Thankfully, the ZBook 14 doesn't suffer in any of those areas. I wouldn't go so far as to call it a beauty pageant contestant, but the core design is reasonably attractive and outside of the odd cursor key arrangement I have no issues with the typing action. The touchpad is a bit smaller than I would like and doesn't work as a "clickpad", but that's mostly a personal preference. If you happen to really like TrackPoint solutions, and many enterprise users seem to fall into that category, HP has you covered. And finally, the display is great as far as I'm concerned; 1080p with a 14" panel is still usable for me, even at 100% scaling, so I don't have to deal with any high-DPI wonkiness. Unfortunately, I can't say how the other LCD panel options compare, but the upgrade price for the 1080p UWVA panel isn't too bad so I'm just going to recommend that anyone who cares at all about display quality should make sure they purchase that upgrade.
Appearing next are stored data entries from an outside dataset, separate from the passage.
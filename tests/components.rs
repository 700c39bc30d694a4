//! Schema components seen from instance validation
//!
//! Substitution groups, nil, wildcards, value constraints, attribute groups,
//! list and union types, chameleon includes, redefine and XSD 1.1 features.

use pretty_assertions::assert_eq;
use xsdgraph::{
    MemoryLoader, QName, Schema, SchemaErrorKind, SchemaOptions, SchemaSource,
    ValidationErrorKind, ValidationMode, XsdVersion,
};

const XSI: &str = r#"xmlns:xsi="http://www.w3.org/2001/XMLSchema-instance""#;

fn wrap(body: &str) -> String {
    format!(
        r#"<xs:schema xmlns:xs="http://www.w3.org/2001/XMLSchema">{}</xs:schema>"#,
        body
    )
}

fn lax(body: &str) -> Schema {
    Schema::from_str(&wrap(body), SchemaOptions::default().with_mode(ValidationMode::Lax)).unwrap()
}

fn kinds(schema: &Schema, xml: &str) -> Vec<ValidationErrorKind> {
    schema
        .validate_str(xml)
        .unwrap()
        .errors
        .into_iter()
        .map(|e| e.kind)
        .collect()
}

const SHAPES: &str = r#"
  <xs:complexType name="shapeType"><xs:attribute name="color" type="xs:string"/></xs:complexType>
  <xs:complexType name="circleType">
    <xs:complexContent>
      <xs:extension base="shapeType"><xs:attribute name="r" type="xs:double"/></xs:extension>
    </xs:complexContent>
  </xs:complexType>
  <xs:element name="shape" type="shapeType" abstract="true"/>
  <xs:element name="circle" type="circleType" substitutionGroup="shape"/>
  <xs:element name="square" type="shapeType" substitutionGroup="shape"/>
  <xs:element name="drawing">
    <xs:complexType>
      <xs:sequence><xs:element ref="shape" maxOccurs="unbounded"/></xs:sequence>
    </xs:complexType>
  </xs:element>"#;

#[test]
fn substitution_group_members_replace_the_head() {
    let schema = lax(SHAPES);
    assert!(schema
        .validate_str(r#"<drawing><circle r="1.5"/><square color="red"/></drawing>"#)
        .unwrap()
        .valid);
    assert_eq!(
        kinds(&schema, r#"<drawing><shape/></drawing>"#),
        vec![
            ValidationErrorKind::UnexpectedElement,
            ValidationErrorKind::MissingRequiredContent,
        ]
    );
    assert_eq!(
        kinds(&schema, r#"<drawing><square r="2"/></drawing>"#),
        vec![ValidationErrorKind::AttributeError]
    );
}

#[test]
fn blocked_substitution_is_not_admitted() {
    let schema = lax(&SHAPES.replace(
        r#"abstract="true"/>"#,
        r#"block="substitution"/>"#,
    ));
    assert!(schema.validate_str("<drawing><shape/></drawing>").unwrap().valid);
    assert!(!schema.validate_str("<drawing><circle/></drawing>").unwrap().valid);
}

#[test]
fn nillable_elements() {
    let schema = lax(
        r#"<xs:element name="r">
             <xs:complexType>
               <xs:sequence>
                 <xs:element name="v" type="xs:int" nillable="true"/>
               </xs:sequence>
             </xs:complexType>
           </xs:element>"#,
    );
    let (decoded, errors) = schema
        .decode_str(&format!(r#"<r {}><v xsi:nil="true"/></r>"#, XSI))
        .unwrap();
    assert!(errors.is_empty());
    assert!(decoded.children[0].nil);
    assert_eq!(decoded.children[0].value, None);

    assert_eq!(
        kinds(&schema, &format!(r#"<r {}><v xsi:nil="true">5</v></r>"#, XSI)),
        vec![ValidationErrorKind::UnexpectedElement]
    );
    assert_eq!(
        kinds(&schema, &format!(r#"<r {}><v xsi:nil="maybe">5</v></r>"#, XSI)),
        vec![ValidationErrorKind::AttributeError]
    );
}

#[test]
fn element_wildcards_follow_process_contents() {
    let body = r#"
      <xs:element name="known" type="xs:int"/>
      <xs:element name="r">
        <xs:complexType>
          <xs:sequence>
            <xs:any processContents="PC" maxOccurs="unbounded"/>
          </xs:sequence>
        </xs:complexType>
      </xs:element>"#;

    let strict = lax(&body.replace("PC", "strict"));
    assert!(strict.validate_str("<r><known>1</known></r>").unwrap().valid);
    assert_eq!(
        kinds(&strict, "<r><known>x</known><other/></r>"),
        vec![
            ValidationErrorKind::FacetViolation,
            ValidationErrorKind::UnexpectedElement,
        ]
    );

    let lax_any = lax(&body.replace("PC", "lax"));
    assert_eq!(
        kinds(&lax_any, "<r><known>x</known><other/></r>"),
        vec![ValidationErrorKind::FacetViolation]
    );

    let skip = lax(&body.replace("PC", "skip"));
    assert!(skip.validate_str("<r><known>x</known><other/></r>").unwrap().valid);
}

#[test]
fn named_element_wins_over_overlapping_wildcard() {
    let schema = lax(
        r#"<xs:element name="r">
             <xs:complexType>
               <xs:choice>
                 <xs:element name="a" type="xs:int"/>
                 <xs:any processContents="skip"/>
               </xs:choice>
             </xs:complexType>
           </xs:element>"#,
    );
    assert_eq!(
        kinds(&schema, "<r><a>nope</a></r>"),
        vec![ValidationErrorKind::FacetViolation]
    );
    assert!(schema.validate_str("<r><b>anything</b></r>").unwrap().valid);
}

#[test]
fn attribute_wildcards_and_groups() {
    let schema = lax(
        r###"<xs:attributeGroup name="common">
             <xs:attribute name="id" type="xs:ID" use="required"/>
             <xs:anyAttribute namespace="##other" processContents="lax"/>
           </xs:attributeGroup>
           <xs:element name="r">
             <xs:complexType>
               <xs:attributeGroup ref="common"/>
               <xs:attribute name="lang" type="xs:language"/>
             </xs:complexType>
           </xs:element>"###,
    );
    assert!(schema
        .validate_str(r#"<r xmlns:x="urn:x" id="a1" lang="en" x:extra="1"/>"#)
        .unwrap()
        .valid);
    assert_eq!(
        kinds(&schema, r#"<r lang="en" extra="1"/>"#),
        vec![
            ValidationErrorKind::AttributeError,
            ValidationErrorKind::AttributeError,
        ]
    );
}

#[test]
fn defaults_and_fixed_values() {
    let schema = lax(
        r#"<xs:element name="r">
             <xs:complexType>
               <xs:sequence>
                 <xs:element name="unit" type="xs:string" fixed="kg"/>
                 <xs:element name="count" type="xs:int" default="1"/>
               </xs:sequence>
               <xs:attribute name="version" type="xs:decimal" fixed="1.0"/>
             </xs:complexType>
           </xs:element>"#,
    );
    let (decoded, errors) = schema
        .decode_str(r#"<r version="1.00"><unit/><count/></r>"#)
        .unwrap();
    assert!(errors.is_empty());
    assert_eq!(decoded.children[0].to_lexical().as_deref(), Some("kg"));
    assert_eq!(decoded.children[1].to_lexical().as_deref(), Some("1"));

    assert_eq!(
        kinds(&schema, r#"<r version="2"><unit>lb</unit><count/></r>"#),
        vec![
            ValidationErrorKind::AttributeError,
            ValidationErrorKind::FacetViolation,
        ]
    );
}

#[test]
fn list_and_union_types() {
    let schema = lax(
        r#"<xs:simpleType name="ints"><xs:list itemType="xs:int"/></xs:simpleType>
           <xs:simpleType name="shortInts">
             <xs:restriction base="ints"><xs:maxLength value="3"/></xs:restriction>
           </xs:simpleType>
           <xs:simpleType name="size">
             <xs:union memberTypes="xs:int">
               <xs:simpleType>
                 <xs:restriction base="xs:string">
                   <xs:enumeration value="small"/>
                   <xs:enumeration value="large"/>
                 </xs:restriction>
               </xs:simpleType>
             </xs:union>
           </xs:simpleType>
           <xs:element name="l" type="shortInts"/>
           <xs:element name="s" type="size"/>"#,
    );
    assert!(schema.validate_str("<l> 1  2 3 </l>").unwrap().valid);
    assert_eq!(kinds(&schema, "<l>1 2 3 4</l>"), vec![ValidationErrorKind::FacetViolation]);
    assert_eq!(kinds(&schema, "<l>1 two</l>"), vec![ValidationErrorKind::FacetViolation]);
    assert!(schema.validate_str("<s>42</s>").unwrap().valid);
    assert!(schema.validate_str("<s>large</s>").unwrap().valid);
    assert_eq!(kinds(&schema, "<s>medium</s>"), vec![ValidationErrorKind::FacetViolation]);
}

#[test]
fn chameleon_include_takes_the_including_namespace() {
    let loader = MemoryLoader::new().with_resource(
        "lib/common.xsd",
        wrap(r#"<xs:simpleType name="code"><xs:restriction base="xs:token"><xs:length value="2"/></xs:restriction></xs:simpleType>"#),
    );
    let main = SchemaSource::named(
        "lib/main.xsd",
        r#"<xs:schema xmlns:xs="http://www.w3.org/2001/XMLSchema"
             xmlns:m="urn:main" targetNamespace="urn:main">
             <xs:include schemaLocation="common.xsd"/>
             <xs:element name="country" type="m:code"/>
           </xs:schema>"#,
    );
    let schema = Schema::compile_with_loader(&[main], SchemaOptions::default(), &loader).unwrap();
    assert!(schema
        .lookup_type(&QName::namespaced("urn:main", "code"))
        .is_some());
    assert!(schema.is_valid_str(r#"<country xmlns="urn:main">NL</country>"#));
    assert!(!schema.is_valid_str(r#"<country xmlns="urn:main">NLD</country>"#));
}

#[test]
fn redefine_restricts_the_original_type() {
    let loader = MemoryLoader::new().with_resource(
        "base.xsd",
        wrap(r#"<xs:simpleType name="amount"><xs:restriction base="xs:integer"/></xs:simpleType>
                <xs:element name="amount" type="amount"/>"#),
    );
    let main = SchemaSource::named(
        "main.xsd",
        wrap(r#"<xs:redefine schemaLocation="base.xsd">
                  <xs:simpleType name="amount">
                    <xs:restriction base="amount"><xs:maxInclusive value="100"/></xs:restriction>
                  </xs:simpleType>
                </xs:redefine>"#),
    );
    let schema = Schema::compile_with_loader(&[main], SchemaOptions::default(), &loader).unwrap();
    assert!(schema.is_valid_str("<amount>100</amount>"));
    assert!(!schema.is_valid_str("<amount>101</amount>"));
}

#[test]
fn missing_include_is_a_resource_error() {
    let main = SchemaSource::named(
        "main.xsd",
        wrap(r#"<xs:include schemaLocation="nowhere.xsd"/>"#),
    );
    let err = Schema::compile_with_loader(&[main], SchemaOptions::default(), &MemoryLoader::new())
        .unwrap_err();
    assert_eq!(
        err.as_schema_error().map(|e| e.kind),
        Some(SchemaErrorKind::Resource)
    );
}

#[test]
fn invalid_facet_derivation_fails_the_compile() {
    let xsd = wrap(
        r#"<xs:simpleType name="small">
             <xs:restriction base="xs:int"><xs:maxInclusive value="10"/></xs:restriction>
           </xs:simpleType>
           <xs:simpleType name="wider">
             <xs:restriction base="small"><xs:maxInclusive value="20"/></xs:restriction>
           </xs:simpleType>"#,
    );
    let err = Schema::from_str(&xsd, SchemaOptions::default()).unwrap_err();
    assert_eq!(
        err.as_schema_error().map(|e| e.kind),
        Some(SchemaErrorKind::InvalidFacetDerivation)
    );

    let recovered = Schema::from_str(&xsd, SchemaOptions::default().with_lax_compile(true)).unwrap();
    assert_eq!(recovered.compile_errors().len(), 1);
}

#[test]
fn xsd11_only_features_need_version_11() {
    let body = wrap(
        r#"<xs:element name="r">
             <xs:complexType>
               <xs:sequence>
                 <xs:any notNamespace="urn:private" processContents="skip"/>
               </xs:sequence>
             </xs:complexType>
           </xs:element>
           <xs:element name="when" type="xs:dateTimeStamp"/>"#,
    );
    assert!(Schema::from_str(&body, SchemaOptions::default()).is_err());

    let schema = Schema::from_str(
        &body,
        SchemaOptions::default().with_version(XsdVersion::V11),
    )
    .unwrap();
    assert!(schema.is_valid_str(r#"<r><x:a xmlns:x="urn:public"/></r>"#));
    assert!(!schema.is_valid_str(r#"<r><x:a xmlns:x="urn:private"/></r>"#));
    assert!(schema.is_valid_str("<when>2024-01-01T10:00:00Z</when>"));
    assert!(!schema.is_valid_str("<when>2024-01-01T10:00:00</when>"));
}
Considering the workstation trappings, it's really quite impressive just how much stuff HP manages to cram into the ZBook 14. Besides all of the typical accoutrements, HP includes both an M.2 SSD option along with a full-size 2.5" drive bay, a Smartcard reader, full-size Gigabit Ethernet port, fingerprint scanner, full-size DisplayPort, four USB 3.0 ports, and even a docking option on the right side. A slice battery is also an option if you need improved battery life. What's more, you get all of these features and it's still amazingly simple to pop off the bottom cover for any service or upgrade needs. As someone who worked in an IT department for close to a decade, I can definitely appreciate the serviceability aspect.

I'm actually fond of the idea of Ultrabooks (or at least thin and light laptops) that still pack a moderate GPU, and as someone that doesn't need an Enterprise grade laptop – or a professional GPU – I'd love to see HP trim the cost down a bit and provide a consumer-level GPU. The new Razer Blade 14 (Anand is working on that review) basically ends up being a sleeker, faster consumer alternative to the ZBook 14 if that's what you're after, and when you can actually pick up the Blade 14 with decent specs (e.g. at least a 256GB SSD) for about the same price as the ZBook 14 (with a similar 256GB SSD), you know you're looking at enterprise profit margins. Another alternative that's worth a mention is the Dell Precision M3800; it has a 15.6" display so it's a bit larger and heavier, but otherwise it's definitely a thin mobile workstation.

Ultimately, what it boils down to is a question of priorities. If you want the thinnest, lightest, and most aesthetically pleasing Ultrabook on the market, that's not going to be the ZBook 14. It just barely squeaks under the maximum thickness requirement for an Ultrabook (and some models actually fall short), and at 14" it's larger than a lot of other options. But try finding a 14" or smaller Ultrabook with a Quadro or FirePro GPU, not to mention the other extra features, and you're going to come up with only one option: HP's ZBook 14. If that's what you're after – and you're willing to pay for it – there's no other choice (other than to buy a larger, heavier, etc. non-Ultrabook). It certainly fills a market niche, and while not for everyone, for those that are looking for a thin and light mobile workstation the ZBook 14 is a great option to have.